The Fourth National Government said that if emissions were not stabilised at 1990 levels by the year 2000, a low-level carbon charge would be introduced in December 1997.

By 1996, the National Government had established a new target for the reduction of greenhouse gases. This was to have either no increase in 2000 net emissions of carbon dioxide from 1990 volumes or a 20% reduction if it was cost-effective and had no impact on trade.

On 22 May 1998, the National Government signed the Kyoto Protocol to the UNFCCC. As an Annex B party, the National Government agreed to commit to a target of limiting greenhouse gas emissions for the five-year 2008–2012 commitment period (CP1) to five times the 1990 volume. New Zealand may have met this target by either reducing emissions or by obtaining carbon credits from the international market or from domestic carbon sinks.

==Formation==

Jim Bolger, leader of the National Party since 1986, led the party to a landslide victory in the 1990 general election, winning nearly half the popular vote and more than two-thirds of the seats in parliament—the biggest majority government in New Zealand history. However, the result can be seen more as a rejection of the fourth Labour government than an endorsement of National. The Labour government had enacted sweeping economic and social reforms but the extent of these had split the party, causing serious public conflict between senior government members, and two leadership changes in a year and a half. This combined with a widespread feeling that the reforms had gone far enough to ensure a change of government. Having rejected reformist Labour, and having been led to believe that National would not follow in its footsteps, many voters were extremely angry when the new government went on to make further reforms along the same lines.

==1993 election==

Amid growing voter dissatisfaction with both major parties and the first past the post electoral system, the 1993 election was held alongside a referendum on New Zealand's electoral system. The election saw National return to power with a one-seat majority, winning 50 seats, but only 35% of the popular vote, while Labour won 34.7% of the popular vote and 45 seats. Alliance and New Zealand First, led by former Labour and National MPs respectively, gained 18.2% and 8.4% of the popular vote, but only two seats each. As a consequence of the referendum, New Zealand adopted the Mixed Member Proportional electoral system which would come into effect at the following election.

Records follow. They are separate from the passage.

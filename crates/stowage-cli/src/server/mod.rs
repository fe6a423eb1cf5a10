//! HTTP server startup with graceful shutdown.

mod error;
mod shutdown;

use std::net::SocketAddr;
use std::time::Instant;

use axum::Router;
pub use error::{ServerError, ServerResult};
use shutdown::shutdown_signal;
use tokio::net::TcpListener;

use crate::config::ServerConfig;
use crate::{TRACING_TARGET_SERVER_SHUTDOWN, TRACING_TARGET_SERVER_STARTUP};

/// Binds to the configured address and serves `app` until SIGINT/SIGTERM.
///
/// Once a signal arrives no new connections are accepted and in-flight
/// requests get the configured shutdown timeout to finish.
///
/// # Errors
///
/// Returns an error if:
/// - Cannot bind to the specified address/port
/// - Server encounters a fatal error during operation
/// - In-flight requests outlive the shutdown timeout
pub async fn serve(app: Router, server_config: ServerConfig) -> ServerResult<()> {
    let server_addr = server_config.server_addr();

    let listener = TcpListener::bind(server_addr).await.map_err(|err| {
        tracing::error!(
            target: TRACING_TARGET_SERVER_STARTUP,
            addr = %server_addr,
            error = %err,
            "Failed to bind to address"
        );
        ServerError::bind_error(&server_addr.to_string(), err)
    })?;

    tracing::info!(
        target: TRACING_TARGET_SERVER_STARTUP,
        addr = %server_addr,
        "Server is ready and listening for connections"
    );

    if server_config.binds_to_all_interfaces() {
        tracing::warn!(
            target: TRACING_TARGET_SERVER_STARTUP,
            "Server bound to all interfaces (0.0.0.0) - ensure firewall is configured"
        );
    }

    let start_time = Instant::now();
    let shutdown_timeout = server_config.shutdown_timeout();
    let (signal, deadline) = shutdown_signal(shutdown_timeout);

    let server = axum::serve(
        listener,
        app.into_make_service_with_connect_info::<SocketAddr>(),
    )
    .with_graceful_shutdown(signal);

    let result = tokio::select! {
        result = server.into_future() => result.map_err(ServerError::Runtime),
        () = deadline => Err(ServerError::ShutdownTimeout(shutdown_timeout.as_secs())),
    };

    let uptime_secs = start_time.elapsed().as_secs();
    match &result {
        Ok(()) => tracing::info!(
            target: TRACING_TARGET_SERVER_SHUTDOWN,
            uptime_secs,
            "Shutdown completed"
        ),
        Err(err) => tracing::error!(
            target: TRACING_TARGET_SERVER_SHUTDOWN,
            error = %err,
            suggestion = err.suggestion(),
            uptime_secs,
            "Server stopped with an error"
        ),
    }

    result
}
//! HTTP error handling with builder pattern for dynamic error responses.

use std::borrow::Cow;
use std::fmt;

use axum::http::StatusCode;
use axum::response::{IntoResponse, Response};

use crate::handler::response::ErrorResponse;

/// The error type for HTTP handlers.
#[derive(Clone)]
#[must_use = "errors do nothing unless serialized"]
pub struct Error<'a> {
    kind: ErrorKind,
    context: Option<Cow<'a, str>>,
    message: Option<Cow<'a, str>>,
    resource: Option<Cow<'a, str>>,
}

impl Error<'static> {
    /// Creates a new [`Error`] with the specified kind.
    #[inline]
    pub fn new(kind: ErrorKind) -> Self {
        Self {
            kind,
            context: None,
            message: None,
            resource: None,
        }
    }
}

impl<'a> Error<'a> {
    /// Attaches context information to the error.
    #[inline]
    pub fn with_context(self, context: impl Into<Cow<'a, str>>) -> Self {
        Self {
            context: Some(context.into()),
            ..self
        }
    }

    /// Sets a custom user-friendly message for the error.
    #[inline]
    pub fn with_message(self, message: impl Into<Cow<'a, str>>) -> Self {
        Self {
            message: Some(message.into()),
            ..self
        }
    }

    /// Sets the resource that caused the error.
    #[inline]
    pub fn with_resource(self, resource: impl Into<Cow<'a, str>>) -> Self {
        Self {
            resource: Some(resource.into()),
            ..self
        }
    }

    /// Returns the error kind.
    #[inline]
    pub fn kind(&self) -> ErrorKind {
        self.kind
    }

    /// Returns the context if present.
    #[inline]
    pub fn context(&self) -> Option<&str> {
        self.context.as_deref()
    }

    /// Returns the custom message if present.
    #[inline]
    pub fn message(&self) -> Option<&str> {
        self.message.as_deref()
    }
}

impl fmt::Debug for Error<'_> {
    fn fmt(&self, f: &mut fmt::Formatter<'_>) -> fmt::Result {
        f.debug_struct("Error")
            .field("kind", &self.kind)
            .field("status", &self.kind.status_code())
            .field("message", &self.message)
            .field("resource", &self.resource)
            .field("context", &self.context)
            .finish()
    }
}

impl fmt::Display for Error<'_> {
    fn fmt(&self, f: &mut fmt::Formatter<'_>) -> fmt::Result {
        let response = self.kind.response();
        let message = self.message.as_deref().unwrap_or(&response.message);

        write!(f, "{} ({}): {}", response.name, response.status, message)?;

        if let Some(ref context) = self.context {
            write!(f, " - {context}")?;
        }

        if let Some(ref resource) = self.resource {
            write!(f, " [resource: {resource}]")?;
        }

        Ok(())
    }
}

impl std::error::Error for Error<'_> {}

impl IntoResponse for Error<'_> {
    fn into_response(self) -> Response {
        let mut response = self.kind.response();

        if let Some(message) = self.message {
            response = response.with_message(message);
        }

        if let Some(resource) = self.resource {
            response = response.with_resource(resource);
        }

        if let Some(context) = self.context {
            response = response.with_context(context);
        }

        response.into_response()
    }
}

impl From<ErrorKind> for Error<'static> {
    #[inline]
    fn from(kind: ErrorKind) -> Self {
        Self::new(kind)
    }
}

impl From<stowage_engine::Error> for Error<'static> {
    fn from(err: stowage_engine::Error) -> Self {
        use stowage_engine::Error as EngineError;

        let kind = match &err {
            EngineError::Config(_) => ErrorKind::InternalServerError,
            EngineError::Hook { .. } => ErrorKind::Rejected,
            EngineError::Source { .. } => ErrorKind::BadRequest,
            EngineError::Transport { .. } => ErrorKind::StorageUnavailable,
        };

        let error = match err.hook_name() {
            Some(hook) => kind.with_resource(hook.to_string()),
            None => kind.into_error(),
        };
        error.with_context(err.to_string())
    }
}

/// A specialized [`Result`] type for HTTP handlers.
///
/// [`Result`]: std::result::Result
pub type Result<T, E = Error<'static>> = std::result::Result<T, E>;

/// Every error kind a handler can respond with.
#[must_use = "error kinds do nothing unless used to create errors"]
#[derive(Debug, Default, Clone, Copy, PartialEq, Eq, Hash)]
pub enum ErrorKind {
    // 4xx Client Errors
    /// 400 Bad Request - Invalid request data
    BadRequest,
    /// 404 Not Found - Resource not found
    NotFound,
    /// 413 Payload Too Large - Upload over the size limit
    PayloadTooLarge,
    /// 422 Unprocessable Entity - A storage hook rejected the request
    Rejected,

    // 5xx Server Errors
    /// 500 Internal Server Error - Unexpected server error
    #[default]
    InternalServerError,
    /// 502 Bad Gateway - The storage backend failed
    StorageUnavailable,
    /// 503 Service Unavailable - The storage backend is unreachable
    ServiceUnavailable,
}

impl ErrorKind {
    /// Converts this error kind into a full [`Error`].
    #[inline]
    pub fn into_error(self) -> Error<'static> {
        Error::new(self)
    }

    /// Creates an [`Error`] with the specified context.
    #[inline]
    pub fn with_context<'a>(self, context: impl Into<Cow<'a, str>>) -> Error<'a> {
        Error::new(self).with_context(context)
    }

    /// Creates an [`Error`] with the specified message.
    #[inline]
    pub fn with_message<'a>(self, message: impl Into<Cow<'a, str>>) -> Error<'a> {
        Error::new(self).with_message(message)
    }

    /// Creates an [`Error`] with the specified resource.
    #[inline]
    pub fn with_resource<'a>(self, resource: impl Into<Cow<'a, str>>) -> Error<'a> {
        Error::new(self).with_resource(resource)
    }

    /// Returns the HTTP status code for this error kind.
    #[inline]
    pub fn status_code(self) -> StatusCode {
        self.response().status
    }

    /// Returns the response template for this error kind.
    #[inline]
    pub fn response(self) -> ErrorResponse<'static> {
        match self {
            Self::BadRequest => ErrorResponse::BAD_REQUEST,
            Self::NotFound => ErrorResponse::NOT_FOUND,
            Self::PayloadTooLarge => ErrorResponse::PAYLOAD_TOO_LARGE,
            Self::Rejected => ErrorResponse::REJECTED,
            Self::InternalServerError => ErrorResponse::INTERNAL_SERVER_ERROR,
            Self::StorageUnavailable => ErrorResponse::STORAGE_UNAVAILABLE,
            Self::ServiceUnavailable => ErrorResponse::SERVICE_UNAVAILABLE,
        }
    }
}

impl fmt::Display for ErrorKind {
    fn fmt(&self, f: &mut fmt::Formatter<'_>) -> fmt::Result {
        write!(f, "{}", self.response().name)
    }
}

impl IntoResponse for ErrorKind {
    #[inline]
    fn into_response(self) -> Response {
        self.response().into_response()
    }
}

=== Second term government arrangements ===

National's slim majority and the large number of defections from both major parties saw five different governing arrangements between 1993 and 1996. After convincing former Labour minister Peter Tapsell to take the non-voting Speaker's position, National was able to govern alone until Ross Meurant left to form a new Right of Centre party (later the New Zealand Conservative Party). Right of Centre entered a coalition with National on 11 September 1994. On 8 June 1995, National MP Trevor Rogers joined the Conservatives. The coalition was briefly supported by Peter Dunne, who had left Labour to form the Future New Zealand party.

On 9 May 1995, Graeme Lee left National to form the Christian Democrat Party, but his confidence and supply kept the coalition in power as a 49-seat minority government. The coalition's seats were further reduced to 45 when a group of MPs, including Peter Dunne and defectors from Labour and National, formed the United Party on 28 June 1995. However, United's support kept the coalition in power.

The coalition collapsed in September 1995 when Ross Meurant was sacked by Jim Bolger for accepting a directorship of Prok bank, a Russian-owned bank in Vanuatu. Right of Centre continued to support National, who governed alone on 43 seats. National sought a coalition with United, which resulted in Peter Dunne becoming Minister of Revenue and Minister of Internal Affairs on 28 February 1996. With the additional support of Graeme Lee, this new coalition governed with a one-seat majority. However, the majority was lost when Peter McCardle and Michael Laws defected from National to New Zealand First in April 1996. Laws later resigned from parliament due to the Antoinette Beck affair. To avoid the need for a by-election in Laws' Hawkes Bay electorate, Jim Bolger called for a general election slightly earlier than expected.

Governmental arrangements during the 44th Parliament
Period: Government (coalition); Confidence and supply
1993–1994: National
1994: Right of Centre
1994–1995: Future New Zealand
1995: United NZ; Christian Democrat
1995–1996: United NZ; Christian Democrat; Conservative; Independent

==1996 election==

This was New Zealand's first election under the Mixed Member Proportional (MMP) electoral system. Though National won the most seats, they lacked a majority. Potential coalitions with United and ACT lacked the numbers needed to form a government. Other natural partners, such as the Christian Coalition and the Conservative Party, failed to win any seats. This made New Zealand First, with 17 seats, the 'kingmaker'. The election was held on 12 October 1996 however the government was not formed until 10 December.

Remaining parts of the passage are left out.